(Stored items)
>>>>>

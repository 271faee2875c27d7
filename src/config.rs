use crate::render::{ChartStyle, PageLayout};
use crate::render::page::DEFAULT_CELL_CHAR_CAP;
use crate::views::DEFAULT_TOP_N;
use anyhow::{Context as _, Result};
use serde::{Deserialize, Serialize};
use std::path::{Path, PathBuf};

/// Report-wide settings, persisted as JSON.
///
/// Missing fields fall back to their defaults, so an older or partial
/// config file still loads.
#[derive(Debug, Serialize, Deserialize, Clone, PartialEq)]
#[serde(default)]
pub struct ReportSettings {
    pub layout: PageLayout,
    pub chart_style: ChartStyle,
    /// Data rows per table page before the truncation marker (default: 20)
    pub max_rows: usize,
    /// Characters kept per table cell (default: 24)
    pub cell_char_cap: usize,
    /// Rows kept by top-N views when the recipe does not say (default: 10)
    pub top_n: usize,
    /// Rows shown on the raw preview page (default: 5)
    pub preview_rows: usize,
    /// Put each chart and its table on separate pages
    pub split_chart_pages: bool,
}

impl Default for ReportSettings {
    fn default() -> Self {
        Self {
            layout: PageLayout::default(),
            chart_style: ChartStyle::default(),
            max_rows: 20,
            cell_char_cap: DEFAULT_CELL_CHAR_CAP,
            top_n: DEFAULT_TOP_N,
            preview_rows: 5,
            split_chart_pages: false,
        }
    }
}

impl ReportSettings {
    /// Replaces zero limits with their defaults.
    #[must_use]
    pub fn normalized(mut self) -> Self {
        let defaults = Self::default();
        if self.max_rows == 0 {
            self.max_rows = defaults.max_rows;
        }
        if self.cell_char_cap == 0 {
            self.cell_char_cap = defaults.cell_char_cap;
        }
        if self.top_n == 0 {
            self.top_n = defaults.top_n;
        }
        self
    }
}

pub fn get_config_path() -> PathBuf {
    dirs::config_dir()
        .unwrap_or_else(|| PathBuf::from("."))
        .join("datadeck")
        .join("config.json")
}

pub fn load_settings() -> ReportSettings {
    load_settings_from(&get_config_path())
}

/// Reads settings from `path`, falling back to defaults when the file is
/// missing or cannot be parsed.
pub fn load_settings_from(path: &Path) -> ReportSettings {
    if path.exists()
        && let Ok(content) = std::fs::read_to_string(path)
    {
        match serde_json::from_str::<ReportSettings>(&content) {
            Ok(settings) => return settings.normalized(),
            Err(e) => tracing::warn!("Ignoring invalid config at {}: {e}", path.display()),
        }
    }
    ReportSettings::default()
}

pub fn save_settings(settings: &ReportSettings) -> Result<()> {
    save_settings_to(settings, &get_config_path())
}

pub fn save_settings_to(settings: &ReportSettings, path: &Path) -> Result<()> {
    if let Some(parent) = path.parent() {
        std::fs::create_dir_all(parent)?;
    }
    let content = serde_json::to_string_pretty(settings)?;
    std::fs::write(path, content)
        .with_context(|| format!("Failed to write config to {}", path.display()))?;
    Ok(())
}

#[cfg(test)]
mod tests {
    use super::*;
    use tempfile::TempDir;

    #[test]
    fn test_settings_round_trip() -> Result<()> {
        let tmp = TempDir::new()?;
        let path = tmp.path().join("nested").join("config.json");
        let settings = ReportSettings {
            max_rows: 12,
            split_chart_pages: true,
            ..ReportSettings::default()
        };
        save_settings_to(&settings, &path)?;
        assert_eq!(load_settings_from(&path), settings);
        Ok(())
    }

    #[test]
    fn test_partial_and_invalid_files() -> Result<()> {
        let tmp = TempDir::new()?;
        let path = tmp.path().join("config.json");

        std::fs::write(&path, r#"{"max_rows": 7, "top_n": 0}"#)?;
        let settings = load_settings_from(&path);
        assert_eq!(settings.max_rows, 7);
        assert_eq!(settings.top_n, DEFAULT_TOP_N);
        assert_eq!(settings.preview_rows, 5);

        std::fs::write(&path, "not json")?;
        assert_eq!(load_settings_from(&path), ReportSettings::default());

        assert_eq!(
            load_settings_from(&tmp.path().join("missing.json")),
            ReportSettings::default()
        );
        Ok(())
    }
}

<<<<<

WHAT THE EXERCISE ASKS: Find the word "Serialize" in the entries and show each line where it is found.

EXERCISE ANSWER:
use serde::{Deserialize, Serialize};
#[derive(Debug, Serialize, Deserialize, Clone, PartialEq)]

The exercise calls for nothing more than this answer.